Das Cover ist schlicht, aber sehr schön. Auch die enthaltenen Illustrationen gefallen mir sehr gut, sie lockern den Lesefluss etwas auf und geben ab und an Denkanstöße.

Der Roman ist wunderschön, teils poetisch geschrieben und liest sich sehr gut. Es werden sehr viele Themen besprochen, welche einen Ratgeber-Charakter haben, aber durch den wunderbaren Schreibstil, fühlt es sich dennoch wie eine Geschichte an.

Und darum geht es: Eine Frau Anfang 40 ist sich nicht mehr sicher, ob ihre Ehe und die Liebe zu ihrem Mann noch eine Chance hat. Die beiden haben sich immer weiter voneinander entfernt. Um dem entgegen zu wirken, verbringen die beiden ein Wochenende auf einer Hütte in den Bergen. Allerdings gehen sie mit unterschiedlichen Vorstellungen an diese Reise heran und so kommt es zum Streit, welcher davon mündet, dass die Frau allein los zieht um eine Wanderung zu unternehmen. Zutiefst traurig und sauer begibt sie sich in die Berge und trifft dort auf einen alten Mann, welcher sie von da an auf ihrem weg begleitet. Der Mann ist sehr aufgeschlossen und lässt sie an seiner Erfahrungen mit der Liebe teilhaben.
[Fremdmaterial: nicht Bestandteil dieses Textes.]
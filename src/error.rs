use thiserror::Error;

/// Everything that can halt or degrade a sensor session.
#[derive(Debug, Clone, PartialEq, Eq, Error)]
pub enum SessionError {
    #[error("bluetooth adapter unavailable or not powered on")]
    AdapterUnavailable,

    #[error("service or characteristic discovery failed")]
    DiscoveryFailed,

    #[error("connection to the sensor failed")]
    ConnectionFailed,

    #[error("enabling heart rate notifications failed")]
    SubscriptionFailed,

    #[error("malformed heart rate frame ({len} bytes)")]
    DecodeError { len: usize },
}
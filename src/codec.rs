use crate::error::SessionError;

/// Flags bit 0 of a Heart Rate Measurement frame: value format is u16.
const FLAG_BPM_U16: u8 = 0b0000_0001;

/// Decode a Heart Rate Measurement characteristic value into BPM.
///
/// Layout per the standard profile: byte 0 is a flags bitfield; if bit 0 is
/// clear the value is a u8 at byte 1, otherwise a little-endian u16 at bytes
/// 1-2. Sensor-contact, energy-expended and RR-interval fields may trail the
/// value and are ignored. Frames too short for their declared form are
/// rejected, never indexed past the end.
pub fn decode_bpm(frame: &[u8]) -> Result<u16, SessionError> {
    let undersized = SessionError::DecodeError { len: frame.len() };

    let flags = *frame.first().ok_or(undersized.clone())?;
    if flags & FLAG_BPM_U16 == 0 {
        frame.get(1).map(|value| u16::from(*value)).ok_or(undersized)
    } else {
        let value = frame.get(1..3).ok_or(undersized)?;
        Ok(u16::from_le_bytes([value[0], value[1]]))
    }
}

#[cfg(test)]
mod tests {
    use super::*;

    #[test]
    fn decodes_every_u8_value() {
        for value in 0..=255u8 {
            assert_eq!(decode_bpm(&[0x00, value]), Ok(u16::from(value)));
        }
    }

    #[test]
    fn decodes_u16_little_endian() {
        assert_eq!(decode_bpm(&[0x01, 0xFF, 0x01]), Ok(511));
        assert_eq!(decode_bpm(&[0x01, 0x00, 0x01]), Ok(256));
        assert_eq!(decode_bpm(&[0x01, 0x48, 0x00]), Ok(72));
    }

    #[test]
    fn decodes_resting_rate() {
        assert_eq!(decode_bpm(&[0x00, 0x4B]), Ok(75));
    }

    #[test]
    fn ignores_non_format_flag_bits() {
        // sensor contact + energy expended set, still the u8 form
        assert_eq!(decode_bpm(&[0b0001_0110, 90]), Ok(90));
    }

    #[test]
    fn ignores_trailing_fields() {
        // RR intervals after the value must not affect the result
        assert_eq!(decode_bpm(&[0x10, 80, 0x34, 0x02]), Ok(80));
        assert_eq!(decode_bpm(&[0x11, 0x40, 0x01, 0x34, 0x02]), Ok(320));
    }

    #[test]
    fn rejects_undersized_frames() {
        assert_eq!(decode_bpm(&[]), Err(SessionError::DecodeError { len: 0 }));
        assert_eq!(decode_bpm(&[0x00]), Err(SessionError::DecodeError { len: 1 }));
        // declared u16 but only one value byte present
        assert_eq!(decode_bpm(&[0x01, 0x50]), Err(SessionError::DecodeError { len: 2 }));
    }
}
Man kann sich in die Frau sehr gut hineinversetzen. Man fühlt mit ihr, hat Mitleid, aber sammelt auch im laufe des Buches die Erkenntnis gemeinsam, dass es immer beide Menschen betrifft, wenn eine Beziehung nicht funktioniert, das man lernen muss den anderen zu verstehen und das der erste Impuls nicht unbedingt immer der richtige ist.
Auch der alte Mann ist sehr authentisch. Manchmal denkt man, man läuft neben ihm und hört ihm zu. Er ist sehr herzlich und über seine Art fragen zu stellen, gelingt es der Frau sich vieles auch selbst zu erschließen.

Ich lege dieses Buch jedem ans Herz, der seine Beziehung verbessern möchte, einfach einen neuen Blick darauf werfen will oder sonst gerade an einem Scheideweg steht.